_DIRECTIONS_
Read the records below. Copy each line where the string "StudentsT" occurs.

_EXCERPTED DATA_
##############################

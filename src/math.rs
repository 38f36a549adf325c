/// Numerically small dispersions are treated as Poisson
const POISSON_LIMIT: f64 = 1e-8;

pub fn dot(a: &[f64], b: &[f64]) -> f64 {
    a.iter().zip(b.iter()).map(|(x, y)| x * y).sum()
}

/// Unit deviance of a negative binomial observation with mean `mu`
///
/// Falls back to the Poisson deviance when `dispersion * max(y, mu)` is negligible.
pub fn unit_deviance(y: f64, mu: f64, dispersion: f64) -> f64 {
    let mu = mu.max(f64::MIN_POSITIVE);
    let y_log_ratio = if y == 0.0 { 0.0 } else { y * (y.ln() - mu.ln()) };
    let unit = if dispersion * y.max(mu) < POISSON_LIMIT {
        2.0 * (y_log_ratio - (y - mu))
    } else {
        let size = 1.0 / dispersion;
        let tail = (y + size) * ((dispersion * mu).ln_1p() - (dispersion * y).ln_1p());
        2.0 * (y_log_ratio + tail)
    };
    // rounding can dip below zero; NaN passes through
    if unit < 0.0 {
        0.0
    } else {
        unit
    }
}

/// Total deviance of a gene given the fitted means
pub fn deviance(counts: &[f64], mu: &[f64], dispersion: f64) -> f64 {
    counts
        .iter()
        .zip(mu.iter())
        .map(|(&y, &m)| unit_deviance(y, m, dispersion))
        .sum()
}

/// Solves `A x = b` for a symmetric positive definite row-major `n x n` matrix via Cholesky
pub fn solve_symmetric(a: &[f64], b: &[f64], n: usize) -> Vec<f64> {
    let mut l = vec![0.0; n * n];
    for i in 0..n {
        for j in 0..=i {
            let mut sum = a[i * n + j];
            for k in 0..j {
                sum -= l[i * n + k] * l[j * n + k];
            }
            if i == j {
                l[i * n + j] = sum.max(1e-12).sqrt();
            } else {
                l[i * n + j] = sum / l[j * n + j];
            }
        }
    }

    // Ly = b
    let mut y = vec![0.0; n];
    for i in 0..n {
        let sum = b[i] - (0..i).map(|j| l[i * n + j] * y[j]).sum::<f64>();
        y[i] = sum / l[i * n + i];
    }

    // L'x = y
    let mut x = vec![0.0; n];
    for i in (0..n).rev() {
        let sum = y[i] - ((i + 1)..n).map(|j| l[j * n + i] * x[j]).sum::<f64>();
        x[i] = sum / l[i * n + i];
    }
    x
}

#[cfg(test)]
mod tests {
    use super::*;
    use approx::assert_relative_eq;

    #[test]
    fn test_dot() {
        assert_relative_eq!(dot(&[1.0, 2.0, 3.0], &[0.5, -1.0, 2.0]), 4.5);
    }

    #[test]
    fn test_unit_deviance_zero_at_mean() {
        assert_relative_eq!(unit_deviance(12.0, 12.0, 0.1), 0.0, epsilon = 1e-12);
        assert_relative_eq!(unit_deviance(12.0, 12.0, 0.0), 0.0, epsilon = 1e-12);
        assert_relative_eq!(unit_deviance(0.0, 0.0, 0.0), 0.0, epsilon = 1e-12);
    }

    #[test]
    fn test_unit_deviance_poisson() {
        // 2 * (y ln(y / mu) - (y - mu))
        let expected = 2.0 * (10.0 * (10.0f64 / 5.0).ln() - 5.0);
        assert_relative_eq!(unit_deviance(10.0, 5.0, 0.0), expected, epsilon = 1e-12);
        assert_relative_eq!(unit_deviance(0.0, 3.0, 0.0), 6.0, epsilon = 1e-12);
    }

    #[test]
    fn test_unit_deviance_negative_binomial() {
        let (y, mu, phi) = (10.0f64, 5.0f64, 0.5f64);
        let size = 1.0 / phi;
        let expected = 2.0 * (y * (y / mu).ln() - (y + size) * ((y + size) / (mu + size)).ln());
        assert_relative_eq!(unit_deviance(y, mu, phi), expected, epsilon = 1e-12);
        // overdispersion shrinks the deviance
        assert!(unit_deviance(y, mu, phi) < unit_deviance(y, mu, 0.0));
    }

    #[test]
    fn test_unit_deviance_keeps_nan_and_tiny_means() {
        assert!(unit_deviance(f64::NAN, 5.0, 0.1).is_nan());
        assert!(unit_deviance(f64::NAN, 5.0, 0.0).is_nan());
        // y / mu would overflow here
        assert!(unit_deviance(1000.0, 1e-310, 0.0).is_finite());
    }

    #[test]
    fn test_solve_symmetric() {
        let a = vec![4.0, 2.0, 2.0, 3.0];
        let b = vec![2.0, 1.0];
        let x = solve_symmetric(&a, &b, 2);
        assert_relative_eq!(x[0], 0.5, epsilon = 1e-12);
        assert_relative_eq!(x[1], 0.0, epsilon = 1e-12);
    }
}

##############################

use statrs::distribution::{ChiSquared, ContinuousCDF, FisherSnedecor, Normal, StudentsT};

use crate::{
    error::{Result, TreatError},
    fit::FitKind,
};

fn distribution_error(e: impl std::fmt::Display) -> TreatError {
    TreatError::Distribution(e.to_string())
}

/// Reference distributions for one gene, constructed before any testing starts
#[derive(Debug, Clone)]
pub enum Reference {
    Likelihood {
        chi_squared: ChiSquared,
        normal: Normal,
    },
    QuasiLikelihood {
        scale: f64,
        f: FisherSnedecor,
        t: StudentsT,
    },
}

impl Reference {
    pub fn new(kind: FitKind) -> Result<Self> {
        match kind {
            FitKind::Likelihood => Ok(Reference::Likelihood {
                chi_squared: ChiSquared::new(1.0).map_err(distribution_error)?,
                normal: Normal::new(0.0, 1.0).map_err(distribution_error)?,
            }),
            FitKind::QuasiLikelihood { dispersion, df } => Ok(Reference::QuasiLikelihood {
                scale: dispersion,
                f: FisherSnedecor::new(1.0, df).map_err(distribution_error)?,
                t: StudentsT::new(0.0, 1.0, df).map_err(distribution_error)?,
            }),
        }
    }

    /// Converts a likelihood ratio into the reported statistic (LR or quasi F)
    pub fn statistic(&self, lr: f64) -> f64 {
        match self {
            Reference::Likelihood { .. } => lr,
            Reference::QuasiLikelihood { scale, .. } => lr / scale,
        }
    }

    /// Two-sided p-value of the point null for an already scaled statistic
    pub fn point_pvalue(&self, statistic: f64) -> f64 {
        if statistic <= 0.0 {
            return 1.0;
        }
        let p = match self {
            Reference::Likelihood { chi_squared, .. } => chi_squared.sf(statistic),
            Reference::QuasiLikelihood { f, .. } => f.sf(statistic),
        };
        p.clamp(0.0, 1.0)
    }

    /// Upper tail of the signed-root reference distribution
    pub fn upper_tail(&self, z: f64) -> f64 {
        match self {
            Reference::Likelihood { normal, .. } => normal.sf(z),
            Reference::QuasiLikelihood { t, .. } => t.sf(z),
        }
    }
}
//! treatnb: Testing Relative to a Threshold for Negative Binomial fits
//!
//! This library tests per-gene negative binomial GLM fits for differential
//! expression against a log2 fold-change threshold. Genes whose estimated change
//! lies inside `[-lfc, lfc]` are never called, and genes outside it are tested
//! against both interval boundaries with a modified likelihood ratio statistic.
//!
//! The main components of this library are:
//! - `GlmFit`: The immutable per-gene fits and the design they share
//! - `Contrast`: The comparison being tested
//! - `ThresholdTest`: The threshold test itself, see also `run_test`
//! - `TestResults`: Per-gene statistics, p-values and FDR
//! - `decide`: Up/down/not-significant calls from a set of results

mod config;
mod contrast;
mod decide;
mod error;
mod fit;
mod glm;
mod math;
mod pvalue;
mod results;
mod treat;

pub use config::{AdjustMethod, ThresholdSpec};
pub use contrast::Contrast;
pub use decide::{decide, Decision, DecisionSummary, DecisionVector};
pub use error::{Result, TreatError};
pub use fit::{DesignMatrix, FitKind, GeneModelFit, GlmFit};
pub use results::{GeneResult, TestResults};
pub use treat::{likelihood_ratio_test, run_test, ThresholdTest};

##############################

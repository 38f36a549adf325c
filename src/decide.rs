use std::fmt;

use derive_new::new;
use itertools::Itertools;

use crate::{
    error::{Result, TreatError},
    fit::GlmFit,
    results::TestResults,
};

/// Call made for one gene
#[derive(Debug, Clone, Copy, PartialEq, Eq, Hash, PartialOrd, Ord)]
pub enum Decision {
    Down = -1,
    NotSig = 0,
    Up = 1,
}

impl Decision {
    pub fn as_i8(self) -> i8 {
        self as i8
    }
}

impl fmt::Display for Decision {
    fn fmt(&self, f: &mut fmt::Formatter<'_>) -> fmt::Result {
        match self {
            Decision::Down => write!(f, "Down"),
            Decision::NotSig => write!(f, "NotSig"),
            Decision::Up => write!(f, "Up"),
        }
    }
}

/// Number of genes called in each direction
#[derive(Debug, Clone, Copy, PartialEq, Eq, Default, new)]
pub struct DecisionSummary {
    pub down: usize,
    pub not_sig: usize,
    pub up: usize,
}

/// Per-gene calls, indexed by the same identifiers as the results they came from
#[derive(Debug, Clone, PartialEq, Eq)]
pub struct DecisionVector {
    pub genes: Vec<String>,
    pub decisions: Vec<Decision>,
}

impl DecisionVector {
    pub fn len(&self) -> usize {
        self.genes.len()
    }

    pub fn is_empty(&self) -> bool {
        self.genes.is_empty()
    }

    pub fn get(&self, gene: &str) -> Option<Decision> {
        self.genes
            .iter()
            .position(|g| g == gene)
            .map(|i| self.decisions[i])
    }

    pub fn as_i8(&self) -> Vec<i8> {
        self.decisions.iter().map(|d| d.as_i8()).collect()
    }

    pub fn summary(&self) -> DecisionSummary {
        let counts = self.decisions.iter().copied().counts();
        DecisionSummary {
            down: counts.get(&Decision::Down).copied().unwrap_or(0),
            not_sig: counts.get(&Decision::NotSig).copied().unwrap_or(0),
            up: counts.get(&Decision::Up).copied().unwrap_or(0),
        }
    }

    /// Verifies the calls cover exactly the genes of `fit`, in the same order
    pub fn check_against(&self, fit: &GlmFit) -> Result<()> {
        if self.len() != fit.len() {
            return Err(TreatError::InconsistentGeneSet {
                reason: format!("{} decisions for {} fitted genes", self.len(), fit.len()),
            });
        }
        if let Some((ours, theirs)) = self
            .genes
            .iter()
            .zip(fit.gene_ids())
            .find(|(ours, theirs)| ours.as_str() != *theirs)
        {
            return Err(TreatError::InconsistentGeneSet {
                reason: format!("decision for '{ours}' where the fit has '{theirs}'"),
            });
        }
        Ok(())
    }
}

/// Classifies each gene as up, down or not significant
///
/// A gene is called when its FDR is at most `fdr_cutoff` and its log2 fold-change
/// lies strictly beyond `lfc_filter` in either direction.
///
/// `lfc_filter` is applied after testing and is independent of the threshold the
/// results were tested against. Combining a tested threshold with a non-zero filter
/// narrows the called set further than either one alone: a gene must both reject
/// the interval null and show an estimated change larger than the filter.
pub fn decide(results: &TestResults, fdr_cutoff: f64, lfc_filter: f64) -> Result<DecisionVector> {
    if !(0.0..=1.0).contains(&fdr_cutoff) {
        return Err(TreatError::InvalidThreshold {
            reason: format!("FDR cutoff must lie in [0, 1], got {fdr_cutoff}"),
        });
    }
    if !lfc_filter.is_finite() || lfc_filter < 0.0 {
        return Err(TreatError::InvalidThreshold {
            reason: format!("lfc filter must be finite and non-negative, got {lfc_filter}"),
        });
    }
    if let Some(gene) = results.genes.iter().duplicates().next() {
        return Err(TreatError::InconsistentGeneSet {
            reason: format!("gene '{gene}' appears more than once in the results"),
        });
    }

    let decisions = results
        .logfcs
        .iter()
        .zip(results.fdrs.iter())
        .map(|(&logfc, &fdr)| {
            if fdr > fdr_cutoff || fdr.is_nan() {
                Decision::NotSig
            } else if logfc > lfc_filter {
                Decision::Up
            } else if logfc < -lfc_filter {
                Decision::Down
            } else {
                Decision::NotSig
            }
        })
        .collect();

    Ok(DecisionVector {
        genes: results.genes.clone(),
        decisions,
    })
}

##############################

_OUTPUT OF THE EXERCISE_
use statrs::distribution::{ChiSquared, ContinuousCDF, FisherSnedecor, Normal, StudentsT};
        t: StudentsT,
                t: StudentsT::new(0.0, 1.0, df).map_err(distribution_error)?,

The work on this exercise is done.